Стр. 73: «Типичное время исчезновения сходства последовательностей у гомологичных генов сравнимо со временем существования жизни на Земле ». Мне кажется, тут имеет место ascertainment bias: если какие-то белки менялись быстрее, мы просто не в состоянии установить их родство; на это указывает, в частности, большое количество белков, имеющих одинаковую пространственную структуру, но последовательности, сходные на уровне случайных. С другой же стороны для гомологов, расхождение которых случилось очень рано, мы всё же можем наблюдать различия в скоростях эволюции, и, стало быть, их сходство исчезнет в разное время.

Стр. 120, про распределение степеней вершин: «Случайные графы имеют колоколообразное распределение Пуассона, а для биологических сетей распределение описывается степенной функцией ». На самом деле в нескольких работах было показано, что степенное распределение плохо описывает биологические сети. Дело в том, что до последнего времени отсутствовали статистические тесты для проверки гипотезы о степенном распределении и утверждения делались на глазок — по наличию прямолинейного отрезка в функции распределения, построенной в двойных логарифмических координатах (ср. табл. 4−1, правый нижний график). Но двойные логарифмические координаты — очень коварная штука; почти любая произвольно нарисованная монотонно убывающая функция с монотонной производной будет иметь такой визуально прямолинейный отрезок (если только эту функцию не строить специально для опровержения этого утверждения).

В обсуждении эндосимбиотического происхождения клеточных органелл (глава 7), возможно, стоило бы упомянуть, что, в отличие от митохондрий, хлоропласты возникали как минимум дважды: первичный хлоропласт есть у амёбы Paulinella , причем он отсутствует у ее ближайших родственников и, по всей видимости, возник независимо от хлоропласта предка красных и зеленых водорослей. Похоже, раннее состояние грядущего приобретения хлоропласта наблюдается у эвглены, которая может иметь или не иметь симбиотическую внутриклеточную цианобактерию: при делении цианобактерия остается у одной из дочерних клеток, а вторая становится хищником до тех пор, пока не приобретет новую (до того — свободноживущую) цианобактерию. Еще более интересен вопрос о границе между органеллами и внутриклеточными бактериальными эндосимбионтами сосущих насекомых, которые могут иметь очень маленький геном, по величине сравнимый с геномом органелл (скажем, геном Carsonella ruddii , эндосимбионта листоблошки Pachypsylla venusta , кодирует всего 182 белка, а геном Tremblaya princeps , одного из эндосимбионтов мучнистого червеца Planococcus citri, — 121 белок, впрочем, внутри Tremblaya princeps живет еще один эндосимбионт — Moranella endobia с 406 белками). Думаю, критерием может служить экспорт в органеллу белков, кодируемых в ядерном геноме.

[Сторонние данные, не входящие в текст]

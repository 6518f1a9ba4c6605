use foundation::http::{HttpResponse, HttpTransport, TransportError};
use gloo_net::http::Request;

/// `fetch` through gloo-net.
#[derive(Debug, Default, Clone, Copy)]
pub struct FetchTransport;

impl HttpTransport for FetchTransport {
    async fn get(&self, url: &str) -> Result<HttpResponse, TransportError> {
        let resp = Request::get(url)
            .send()
            .await
            .map_err(|e| TransportError::Network(e.to_string()))?;
        read(resp).await
    }

    async fn post_json(&self, url: &str, body: String) -> Result<HttpResponse, TransportError> {
        let resp = Request::post(url)
            .header("Content-Type", "application/json")
            .body(body)
            .map_err(|e| TransportError::Network(e.to_string()))?
            .send()
            .await
            .map_err(|e| TransportError::Network(e.to_string()))?;
        read(resp).await
    }
}

async fn read(resp: gloo_net::http::Response) -> Result<HttpResponse, TransportError> {
    let status = resp.status();
    let body = resp
        .text()
        .await
        .map_err(|e| TransportError::Body(e.to_string()))?;
    Ok(HttpResponse::new(status, body))
}
//! Pulsing hexagonal grid drawn behind the particles.

use foundation::color::Rgba;
use rand::Rng;
use std::f64::consts::{PI, TAU};

use crate::canvas::Canvas2d;

pub const HEX_FILL: Rgba = Rgba::new(144, 202, 249, 1.0);

/// Geometry and pulse parameters of a grid.
#[derive(Debug, Copy, Clone, PartialEq)]
pub struct HexStyle {
    /// Circumradius of one cell in pixels.
    pub cell_size: f64,
    /// Opacity around which cells pulse.
    pub base_opacity: f64,
    pub amplitude: f64,
    /// Phase advance per frame (radians).
    pub phase_step: f64,
}

impl HexStyle {
    /// Faint grid behind the whole page.
    pub const BACKGROUND: HexStyle = HexStyle {
        cell_size: 40.0,
        base_opacity: 0.02,
        amplitude: 0.03,
        phase_step: 0.02,
    };

    /// Brighter honeycomb behind the connection sequence.
    pub const HONEYCOMB: HexStyle = HexStyle {
        cell_size: 35.0,
        base_opacity: 0.08,
        amplitude: 0.12,
        phase_step: 0.015,
    };

    fn opacity_at(&self, phase: f64) -> f64 {
        self.base_opacity + self.amplitude * phase.sin()
    }
}

#[derive(Debug, Clone, PartialEq)]
pub struct HexCell {
    pub center: [f64; 2],
    pub phase: f64,
    pub opacity: f64,
}

#[derive(Debug, Clone)]
pub struct HexGrid {
    style: HexStyle,
    cells: Vec<HexCell>,
    size: (f64, f64),
}

impl HexGrid {
    pub fn new(rng: &mut impl Rng, style: HexStyle, width: f64, height: f64) -> Self {
        let mut grid = Self {
            style,
            cells: Vec::new(),
            size: (width, height),
        };
        grid.layout(rng);
        grid
    }

    /// Rows and columns needed to cover the canvas, plus two of overscan.
    pub fn dimensions(style: &HexStyle, width: f64, height: f64) -> (usize, usize) {
        let s = style.cell_size;
        let rows = (height.max(0.0) / (s * 1.5)).ceil() as usize + 2;
        let cols = (width.max(0.0) / (s * 3f64.sqrt())).ceil() as usize + 2;
        (rows, cols)
    }

    /// Recomputes the tiling for a new canvas size; phases are re-randomized.
    pub fn resize(&mut self, rng: &mut impl Rng, width: f64, height: f64) {
        if self.size == (width, height) {
            return;
        }
        self.size = (width, height);
        self.layout(rng);
    }

    fn layout(&mut self, rng: &mut impl Rng) {
        let (rows, cols) = Self::dimensions(&self.style, self.size.0, self.size.1);
        let s = self.style.cell_size;
        let col_step = s * 3f64.sqrt();
        self.cells.clear();
        self.cells.reserve(rows * cols);
        for row in 0..rows {
            let offset = if row % 2 == 1 { col_step / 2.0 } else { 0.0 };
            for col in 0..cols {
                let phase = rng.gen_range(0.0..TAU);
                self.cells.push(HexCell {
                    center: [col as f64 * col_step + offset, row as f64 * s * 1.5],
                    phase,
                    opacity: self.style.opacity_at(phase),
                });
            }
        }
    }

    pub fn cells(&self) -> &[HexCell] {
        &self.cells
    }

    pub fn style(&self) -> &HexStyle {
        &self.style
    }

    pub fn advance(&mut self) {
        let style = self.style;
        for cell in &mut self.cells {
            cell.phase += style.phase_step;
            cell.opacity = style.opacity_at(cell.phase);
        }
    }

    pub fn draw(&self, canvas: &mut impl Canvas2d) {
        let s = self.style.cell_size;
        for cell in &self.cells {
            let points = hexagon_points(cell.center, s);
            canvas.fill_polygon(&points, HEX_FILL.with_alpha(cell.opacity));
        }
    }
}

/// Vertices of a flat-topped hexagon.
pub fn hexagon_points(center: [f64; 2], size: f64) -> [[f64; 2]; 6] {
    std::array::from_fn(|i| {
        let angle = i as f64 * PI / 3.0;
        [center[0] + size * angle.cos(), center[1] + size * angle.sin()]
    })
}

#[cfg(test)]
mod tests {
    use super::*;
    use crate::canvas::recording::{Op, RecordingCanvas};
    use rand::SeedableRng;
    use rand::rngs::StdRng;

    #[test]
    fn grid_covers_canvas_with_overscan() {
        let (rows, cols) = HexGrid::dimensions(&HexStyle::BACKGROUND, 1280.0, 720.0);
        assert_eq!(rows, 12 + 2);
        assert_eq!(cols, 19 + 2);

        let mut rng = StdRng::seed_from_u64(1);
        let grid = HexGrid::new(&mut rng, HexStyle::BACKGROUND, 1280.0, 720.0);
        assert_eq!(grid.cells().len(), rows * cols);

        let max_x = grid.cells().iter().map(|c| c.center[0]).fold(0.0, f64::max);
        let max_y = grid.cells().iter().map(|c| c.center[1]).fold(0.0, f64::max);
        assert!(max_x >= 1280.0);
        assert!(max_y >= 720.0);
    }

    #[test]
    fn odd_rows_are_offset_by_half_a_column() {
        let mut rng = StdRng::seed_from_u64(1);
        let grid = HexGrid::new(&mut rng, HexStyle::BACKGROUND, 200.0, 100.0);
        let (_, cols) = HexGrid::dimensions(&HexStyle::BACKGROUND, 200.0, 100.0);
        let row0 = grid.cells()[0].center;
        let row1 = grid.cells()[cols].center;
        assert_eq!(row0, [0.0, 0.0]);
        assert!((row1[0] - 20.0 * 3f64.sqrt()).abs() < 1e-9);
        assert!((row1[1] - 60.0).abs() < 1e-9);
    }

    #[test]
    fn opacity_pulses_with_phase() {
        let mut rng = StdRng::seed_from_u64(2);
        let mut grid = HexGrid::new(&mut rng, HexStyle::HONEYCOMB, 300.0, 300.0);
        let phases: Vec<f64> = grid.cells().iter().map(|c| c.phase).collect();
        grid.advance();
        for (cell, before) in grid.cells().iter().zip(phases) {
            assert!((cell.phase - (before + 0.015)).abs() < 1e-12);
            let expected = 0.08 + 0.12 * cell.phase.sin();
            assert!((cell.opacity - expected).abs() < 1e-12);
        }
    }

    #[test]
    fn resize_regenerates_cells() {
        let mut rng = StdRng::seed_from_u64(3);
        let mut grid = HexGrid::new(&mut rng, HexStyle::BACKGROUND, 100.0, 100.0);
        let small = grid.cells().len();
        grid.resize(&mut rng, 1000.0, 1000.0);
        assert!(grid.cells().len() > small);
    }

    #[test]
    fn hexagon_has_six_vertices_on_circle() {
        for p in hexagon_points([10.0, 20.0], 5.0) {
            let d = ((p[0] - 10.0).powi(2) + (p[1] - 20.0).powi(2)).sqrt();
            assert!((d - 5.0).abs() < 1e-9);
        }
    }

    #[test]
    fn draws_one_polygon_per_cell() {
        let mut rng = StdRng::seed_from_u64(4);
        let grid = HexGrid::new(&mut rng, HexStyle::BACKGROUND, 200.0, 200.0);
        let mut canvas = RecordingCanvas::new(200.0, 200.0);
        grid.draw(&mut canvas);
        assert_eq!(
            canvas.count(|op| matches!(op, Op::FillPolygon { points: 6, .. })),
            grid.cells().len()
        );
    }
}
//! Forward and reverse geocoding against a Mapbox-style places endpoint.
//!
//! - [`protocol`]: wire types for the feature-collection response.
//! - [`endpoint`]: request URL construction.
//! - [`client`]: the async client and its error taxonomy.

pub mod client;
pub mod endpoint;
pub mod protocol;

pub use client::*;
pub use endpoint::*;
pub use protocol::*;
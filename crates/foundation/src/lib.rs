pub mod color;
pub mod geo;
pub mod http;
pub mod math;
pub mod time;

// Foundation crate: small, well-tested primitives only.
pub use color::*;
pub use geo::*;
pub use http::*;
pub use math::*;
pub use time::*;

Стр. 234: «Единственные археи, обладающие более чем 5000 генов, обнаружены среди мезофилов (а именно, некоторых Methanosarcina), и до 20 процентов этих геномов содержат гены сравнительно недавнего бактериального происхождения ». Действительно, доля бактериальных генов у метаносарцин больше, чем у других архей, но приведенная оценка представляется завышенной. Она взята из старых статей (начала тысячелетия), и причиной этой ошибки является то, что в это время число секвенированных геномов архей было мало. Соответственно, при поиске по базам данных у многих генов обнаруживались бактериальные, но не архейные гомологи. Воспроизведение использованной в этих работах процедуры, если бы она была применена к банкам данных, меняющимся по годам, показывает, что доля бактериальных генов в метаносарцинах монотонно падает (см. рисунок). Более аккуратная процедура с построением филогенетических деревьев для «подозрительных» генов приводит к оценке 6% (Garushyants & Gelfand, submitted).

Горизонтальная ось — год GenBank. Вертикальная ось — оценка доли генов бактериального происхождения, горизонтально перенесенных в геномы Methanosarcina (зеленый) и Methanosarcinales (красный)

  1. Dias BG, Ressler KJ. Parental olfactory experience influences behavior and neural structure in subsequent generations. Nat Neurosci. 2014; 17(1): 89−96.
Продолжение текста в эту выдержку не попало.